Recibí la noticia de su muerte acostado en mi cama, del mismo modo en que él la recibió: la enfermedad terminal que padecía comenzó a adueñarse de su cuerpo más rápidamente, como un líquido espeso que se desparramó sobre sus huesos y los detuvo, como la propia melancolía.
Ya no podía abrir los ojos ni hablar claramente, dos sentidos que siempre fueron, para la vida que se le escapaba, el poste de aquella carpa inmensa que era su cuerpo.
Nunca me contó sus ganas de morir, nunca habló de la muerte con todas las palabras, quizás porque era su boca la que sabía que aquellos pensamientos eran contradictorios con mi propia juventud. La vejez, me dijo Dino una vez, es la dolorosa pérdida de la capacidad de seducir.
Había recibido un llamado de él que no pude contestar unos días antes, y hoy siento acongojado que aquel pudo haber sido, que aquel era, su último llamado.
Lloré las conversaciones pendientes, su sonrisa cada vez que me veía, lloré por sus consejos y sus anhelos, por la confianza que depositó en esto que hago y en esto que soy.
Me angustié porque comprendí la muerte de un modo distinto a aquel en que siempre creí entenderla.
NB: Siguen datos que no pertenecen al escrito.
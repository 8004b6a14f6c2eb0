//! Difficulty-driven board generation
//!
//! A difficulty level maps to an immutable [`DifficultyConfig`] snapshot:
//! board size, move budget, palette and blocker layout parameters. Low
//! levels get larger boards, more moves and no blockers.

use std::collections::VecDeque;

use rand::Rng;
use serde::{Deserialize, Serialize};

use super::board::Board;
use super::grid::CellId;
use crate::consts::*;
use crate::{SimError, lerp};

/// Board width and height at the easiest and hardest levels
const EASY_SIZE: (f32, f32) = (9.0, 10.0);
const HARD_SIZE: (f32, f32) = (6.0, 7.0);
const EASY_MOVES: f32 = 40.0;
const HARD_MOVES: f32 = 15.0;
const EASY_COLORS: f32 = 4.0;
const HARD_COLORS: f32 = MAX_PALETTE as f32;
const MAX_COVERAGE: f32 = 0.3;
const MIN_COVERAGE: f32 = 0.08;
const MAX_CLUSTER: f32 = 4.0;
const EASY_GOAL: f32 = 20.0;
const HARD_GOAL: f32 = 45.0;
/// Seed picks attempted per blocker before placement gives up
const SEED_ATTEMPTS_PER_BLOCKER: usize = 8;

/// Per-level board parameters
#[derive(Debug, Clone, Copy, PartialEq, Serialize, Deserialize)]
pub struct DifficultyConfig {
    /// Clamped difficulty level
    pub level: i32,
    pub width: i32,
    pub height: i32,
    pub move_budget: u32,
    /// Number of tile colors in play
    pub color_count: u8,
    /// Fraction of eligible cells to cover with blockers
    pub blocker_coverage: f32,
    /// Upper bound on cells per blocker cluster
    pub blocker_cluster_size: usize,
    /// Blockers only go in rows at or above `height * ratio` (y = 0 is the bottom)
    pub blocker_row_start_ratio: f32,
    pub blocker_max_strength: u8,
    /// Chance a spawned tile copies an already placed neighbour's color
    pub match_assist: f32,
    /// Tiles to collect for the default goal
    pub goal_count: u32,
}

impl DifficultyConfig {
    /// Derive the snapshot for a level, clamping it into range first
    pub fn for_level(level: i32) -> Self {
        let level = level.clamp(MIN_DIFFICULTY, MAX_DIFFICULTY);
        let t = (level - MIN_DIFFICULTY) as f32 / (MAX_DIFFICULTY - MIN_DIFFICULTY) as f32;

        let (blocker_coverage, blocker_cluster_size, blocker_max_strength) =
            if level < BLOCKER_DIFFICULTY_FLOOR {
                (0.0, 0, MIN_BLOCKER_STRENGTH)
            } else {
                let bt = (level - BLOCKER_DIFFICULTY_FLOOR) as f32
                    / (MAX_DIFFICULTY - BLOCKER_DIFFICULTY_FLOOR).max(1) as f32;
                (
                    lerp(MIN_COVERAGE, MAX_COVERAGE, bt),
                    lerp(1.0, MAX_CLUSTER, bt).round() as usize,
                    lerp(
                        f32::from(MIN_BLOCKER_STRENGTH),
                        f32::from(MAX_BLOCKER_STRENGTH),
                        bt,
                    )
                    .round() as u8,
                )
            };

        Self {
            level,
            width: lerp(EASY_SIZE.0, HARD_SIZE.0, t).round() as i32,
            height: lerp(EASY_SIZE.1, HARD_SIZE.1, t).round() as i32,
            move_budget: lerp(EASY_MOVES, HARD_MOVES, t).round() as u32,
            color_count: lerp(EASY_COLORS, HARD_COLORS, t).round() as u8,
            blocker_coverage,
            blocker_cluster_size,
            blocker_row_start_ratio: lerp(0.6, 0.4, t),
            blocker_max_strength,
            match_assist: lerp(0.35, 0.0, t),
            goal_count: lerp(EASY_GOAL, HARD_GOAL, t).round() as u32,
        }
    }

    /// Reject snapshots from collaborators that cannot produce a board
    pub fn validate(&self) -> Result<(), SimError> {
        if self.width < 2 || self.height < 2 {
            return Err(SimError::InvalidConfig(format!(
                "board {}x{} is too small",
                self.width, self.height
            )));
        }
        if self.width > MAX_BOARD_SIDE || self.height > MAX_BOARD_SIDE {
            return Err(SimError::InvalidConfig(format!(
                "board {}x{} exceeds {} cells per side",
                self.width, self.height, MAX_BOARD_SIDE
            )));
        }
        if self.color_count < 2 || self.color_count > MAX_PALETTE {
            return Err(SimError::InvalidConfig(format!(
                "color_count {} outside 2..={}",
                self.color_count, MAX_PALETTE
            )));
        }
        if self.move_budget == 0 {
            return Err(SimError::InvalidConfig("move_budget must be positive".into()));
        }
        if !(0.0..=1.0).contains(&self.blocker_coverage)
            || !(0.0..=1.0).contains(&self.blocker_row_start_ratio)
        {
            return Err(SimError::InvalidConfig("blocker ratios must be within 0..=1".into()));
        }
        if !(MIN_BLOCKER_STRENGTH..=MAX_BLOCKER_STRENGTH).contains(&self.blocker_max_strength) {
            return Err(SimError::InvalidConfig(format!(
                "blocker_max_strength {} outside {}..={}",
                self.blocker_max_strength, MIN_BLOCKER_STRENGTH, MAX_BLOCKER_STRENGTH
            )));
        }
        Ok(())
    }

    /// First row that may hold a blocker
    pub fn blocker_start_row(&self) -> i32 {
        ((self.height as f32 * self.blocker_row_start_ratio).floor() as i32).clamp(0, self.height - 1)
    }

    /// Number of blockers wanted, before caps
    pub fn blocker_target(&self) -> usize {
        let rows = (self.height - self.blocker_start_row()) as usize;
        ((rows * self.width as usize) as f32 * self.blocker_coverage).round() as usize
    }
}

impl Default for DifficultyConfig {
    fn default() -> Self {
        Self::for_level(MIN_DIFFICULTY)
    }
}

/// Per-row and per-column blocker counts with caps that keep every line open
struct LineCaps {
    rows: Vec<usize>,
    columns: Vec<usize>,
    row_cap: usize,
    column_cap: usize,
}

impl LineCaps {
    fn new(config: &DifficultyConfig) -> Self {
        let band = (config.height - config.blocker_start_row()) as usize;
        Self {
            rows: vec![0; config.height as usize],
            columns: vec![0; config.width as usize],
            row_cap: (config.width as usize).saturating_sub(1),
            column_cap: band.saturating_sub(1).min(config.height as usize - 1),
        }
    }

    fn allows(&self, x: i32, y: i32) -> bool {
        self.rows[y as usize] < self.row_cap && self.columns[x as usize] < self.column_cap
    }

    fn record(&mut self, x: i32, y: i32) {
        self.rows[y as usize] += 1;
        self.columns[x as usize] += 1;
    }
}

/// Scatter blocker clusters over the upper rows.
///
/// Each random seed grows by BFS over free 4-adjacent eligible cells up to
/// the cluster size. Runs out of room gracefully: returns how many were placed.
pub fn place_blockers(board: &mut Board, config: &DifficultyConfig, rng: &mut impl Rng) -> usize {
    let target = config.blocker_target();
    if target == 0 || config.blocker_cluster_size == 0 {
        return 0;
    }
    let start_row = config.blocker_start_row();
    let max_strength = config.blocker_max_strength.max(MIN_BLOCKER_STRENGTH);
    let mut caps = LineCaps::new(config);
    let eligible = |board: &Board, caps: &LineCaps, cell: CellId| {
        let pos = board.grid.pos(cell);
        pos.y >= start_row && board.grid.cell(cell).is_available() && caps.allows(pos.x, pos.y)
    };

    let mut placed = 0;
    let mut attempts = target * SEED_ATTEMPTS_PER_BLOCKER;
    while placed < target && attempts > 0 {
        attempts -= 1;
        let candidates: Vec<CellId> = board
            .grid
            .free_cells()
            .iter()
            .copied()
            .filter(|c| eligible(board, &caps, *c))
            .collect();
        if candidates.is_empty() {
            break;
        }
        let seed = candidates[rng.random_range(0..candidates.len())];

        let mut queue = VecDeque::from([seed]);
        let mut cluster = 0;
        while let Some(cell) = queue.pop_front() {
            if cluster >= config.blocker_cluster_size || placed >= target {
                break;
            }
            if !eligible(board, &caps, cell) {
                continue;
            }
            let strength = rng.random_range(MIN_BLOCKER_STRENGTH..=max_strength);
            if board.place_blocker(cell, strength).is_err() {
                continue;
            }
            let pos = board.grid.pos(cell);
            caps.record(pos.x, pos.y);
            cluster += 1;
            placed += 1;
            let mut next: Vec<CellId> = board
                .grid
                .neighbors4(cell)
                .filter(|n| eligible(board, &caps, *n))
                .collect();
            next.sort_unstable();
            queue.extend(next);
        }
    }

    if placed < target {
        log::warn!(
            "Placed {} of {} blockers at level {} (no eligible cells left)",
            placed,
            target,
            config.level
        );
    } else {
        log::info!("Placed {} blockers at level {}", placed, config.level);
    }
    placed
}

#[cfg(test)]
mod tests {
    use super::*;
    use rand::SeedableRng;
    use rand_pcg::Pcg32;

    #[test]
    fn test_level_is_clamped() {
        assert_eq!(DifficultyConfig::for_level(-5), DifficultyConfig::for_level(MIN_DIFFICULTY));
        assert_eq!(DifficultyConfig::for_level(99).level, MAX_DIFFICULTY);
    }

    #[test]
    fn test_easy_levels_are_bigger_and_longer() {
        let easy = DifficultyConfig::for_level(MIN_DIFFICULTY);
        let hard = DifficultyConfig::for_level(MAX_DIFFICULTY);
        assert!(easy.width * easy.height > hard.width * hard.height);
        assert!(easy.move_budget > hard.move_budget);
        assert!(easy.color_count < hard.color_count);
        assert!(easy.validate().is_ok());
        assert!(hard.validate().is_ok());
    }

    #[test]
    fn test_no_blockers_below_floor() {
        let config = DifficultyConfig::for_level(BLOCKER_DIFFICULTY_FLOOR - 1);
        assert_eq!(config.blocker_coverage, 0.0);
        let mut board = Board::new(config.width, config.height);
        let mut rng = Pcg32::seed_from_u64(1);
        assert_eq!(place_blockers(&mut board, &config, &mut rng), 0);
        assert!(board.blockers.is_empty());
    }

    #[test]
    fn test_blockers_respect_band_and_caps() {
        let config = DifficultyConfig::for_level(MAX_DIFFICULTY);
        let mut board = Board::new(config.width, config.height);
        let mut rng = Pcg32::seed_from_u64(42);
        let placed = place_blockers(&mut board, &config, &mut rng);
        assert!(placed > 0);
        assert_eq!(placed, board.blockers.len());

        let start = config.blocker_start_row();
        for y in 0..config.height {
            let in_row = board.blockers.iter().filter(|b| board.grid.pos(b.cell).y == y).count();
            assert!(in_row < config.width as usize, "row {} fully blocked", y);
            if y < start {
                assert_eq!(in_row, 0);
            }
        }
        for x in 0..config.width {
            let in_col = board.blockers.iter().filter(|b| board.grid.pos(b.cell).x == x).count();
            assert!(in_col < config.height as usize, "column {} fully blocked", x);
        }
        for blocker in board.blockers.iter() {
            assert!((MIN_BLOCKER_STRENGTH..=config.blocker_max_strength).contains(&blocker.strength()));
        }
        assert!(board.verify().is_ok());
    }

    #[test]
    fn test_extreme_coverage_degrades_gracefully() {
        let config = DifficultyConfig {
            blocker_coverage: 1.0,
            blocker_cluster_size: 50,
            blocker_row_start_ratio: 0.0,
            ..DifficultyConfig::for_level(MAX_DIFFICULTY)
        };
        let mut board = Board::new(config.width, config.height);
        let mut rng = Pcg32::seed_from_u64(9);
        let placed = place_blockers(&mut board, &config, &mut rng);
        assert!(placed < config.blocker_target());
        assert!(board.grid.free_count() > 0);
    }

    #[test]
    fn test_invalid_snapshot_rejected() {
        let config = DifficultyConfig {
            color_count: 1,
            ..DifficultyConfig::default()
        };
        assert!(config.validate().is_err());
    }

    #[test]
    fn test_oversized_snapshot_rejected() {
        let config = DifficultyConfig {
            width: 50_000,
            height: 50_000,
            ..DifficultyConfig::default()
        };
        assert!(matches!(config.validate(), Err(SimError::InvalidConfig(_))));

        let mut sim = crate::GridSimulation::new(crate::Settings::headless(), 1);
        assert!(sim.apply_config(config).is_err());
        assert_eq!(sim.phase(), crate::GamePhase::Init);
    }
}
La muerte de un familiar o una persona cercana nunca es un recordatorio de nuestra propia muerte, eso es sólo un pensamiento burdo y egoísta. Tampoco la muerte es una manifestación de lo inevitable, ni la alteridad permanente, como dijo Jean Pierre Vernant. La muerte es la explosión del tiempo cotidiano, prosaico, de aquel tiempo que no luchamos por evitarla: ni la nuestra ni la de los demás. Porque el sentido colectivo de la muerte no emparenta a los muertos con los vivos, como un efecto se emparenta a una causa, ni a un individuo con su propia muerte y la de los demás. La colectividad de la muerte está en la eterna posibilidad de perder el tiempo de estar con nuestros semejantes, y hace fuertes aquellos lazos, aunque sólo cuando ya es tarde.
Es por eso que la muerte es, la muerte de un amigo, la negación del tiempo que encierra toda relación humana, y el único final posible para una amistad entrañable.